I am guessing you build a series of OTFTs on a large piece of Si wafer and you are depositing your organic semiconductor over the entire substrate area? If so, there are several things you can do:
- Prior to measurement, take a tooth pick or something similar and make a scratch around each transistor on your substrate, so that you remove the organic semiconductor in the scratched region, but do not damage the substrate. This should have a similar effect to structuring your organic semiconductor during deposition (which of course you can also do if you have the tools available).
- Take a careful look at the quality of your gate dielectric. I am guessing that you are using thermally grown SiO2 of a standard thickness, something like 300nm? Depending on where you get this from, the quality of the oxide may be quite poor, so if you have the chance, try to get hold of wafers which are covered in ALD-grown aluminum oxide. It's thinner, usually better quality (i.e. less pinholes) and you don't have to worry about passivation so much.
- See if you can decrease the size of your S/D contacts without affecting transistor performance. You might have excess electrode area which is not really contributing to channel formation, only to the gate leakage
Would you please give the detailed structure of your OFET.

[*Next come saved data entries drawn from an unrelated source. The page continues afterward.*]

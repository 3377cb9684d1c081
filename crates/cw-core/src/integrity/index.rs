//! Reference index builder.
//!
//! Builds key sets over fetched collections so checkers can test membership
//! in O(1).

use crate::gateway::Entity;
use crate::models::User;
use std::collections::HashSet;

/// A set of identifying keys (ids or emails) of one collection.
#[derive(Debug, Clone, Default, PartialEq, Eq)]
pub struct KeySet {
    keys: HashSet<String>,
}

impl KeySet {
    /// Index of record ids.
    pub fn ids<T: Entity>(records: &[T]) -> Self {
        records.iter().map(|r| r.id().to_string()).collect()
    }

    /// Index of user emails.
    pub fn emails(users: &[User]) -> Self {
        users.iter().map(|u| u.email.clone()).collect()
    }

    pub fn contains(&self, key: &str) -> bool {
        self.keys.contains(key)
    }

    pub fn len(&self) -> usize {
        self.keys.len()
    }

    pub fn is_empty(&self) -> bool {
        self.keys.is_empty()
    }

    /// References that do not resolve against this index, in first-seen order
    /// and without duplicates.
    pub fn missing(&self, references: &[String]) -> Vec<String> {
        let mut seen = HashSet::new();
        references
            .iter()
            .filter(|r| !self.contains(r.as_str()))
            .filter(|r| seen.insert(r.as_str()))
            .cloned()
            .collect()
    }
}

impl FromIterator<String> for KeySet {
    fn from_iter<I: IntoIterator<Item = String>>(iter: I) -> Self {
        Self {
            keys: iter.into_iter().collect(),
        }
    }
}

#[cfg(test)]
mod tests {
    use super::*;
    use crate::models::Team;

    fn strings(values: &[&str]) -> Vec<String> {
        values.iter().map(|v| v.to_string()).collect()
    }

    #[test]
    fn test_ids_and_emails() {
        let users = vec![User::new("u1", "a@x.com"), User::new("u2", "b@x.com")];

        let ids = KeySet::ids(&users);
        assert!(ids.contains("u1"));
        assert!(!ids.contains("a@x.com"));

        let emails = KeySet::emails(&users);
        assert!(emails.contains("b@x.com"));
        assert_eq!(emails.len(), 2);
    }

    #[test]
    fn test_empty_collection_gives_empty_index() {
        let index = KeySet::ids::<Team>(&[]);
        assert!(index.is_empty());
        assert_eq!(index.missing(&strings(&["t1"])), strings(&["t1"]));
    }

    #[test]
    fn test_missing_preserves_order_and_dedupes() {
        let index: KeySet = strings(&["a"]).into_iter().collect();
        let missing = index.missing(&strings(&["c", "a", "b", "c"]));

        assert_eq!(missing, strings(&["c", "b"]));
    }
}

The leakage current can be across the gate insulator as an excessive gate current. This is normally due to too thin oxide permitting tunneling across the gate insulator. It can be reduced by treating the thin oxide by Using Molecular Dipole Mono layers according to the paper given in the attached link:https://www.researchgate.net/.../248704424_Reducing_Leakage_Currents_in_n-Channel...
If the leakage between the drain and source is too high , then one has to reduce the conductivity of the intrinsic material in the channel by elaborating the deposition process. In this case the conductivity of the organic materials will be sufficiently small and the leakage current will be reduces.
If you depositing organic semiconductors over the entire Si/SiO2 substrates, as Dr. Hauke suggested, then the high gate current (Ig) is not really leakage current through SiO2 layer (our conventional perception of leakage current in TFTs). Dr. Hauke's suggestion of using a toothpick to isolate your individual OFET from the entire organic semiconductor film is similar to what we do to reduce Ig in our measurements. We use the measurement probe instead (because our devices are very small and can only be seen clearly under the microscope).
In practical OFETs, they are patterned (by lithography for example) to isolate each individual OFET from the whole substrate.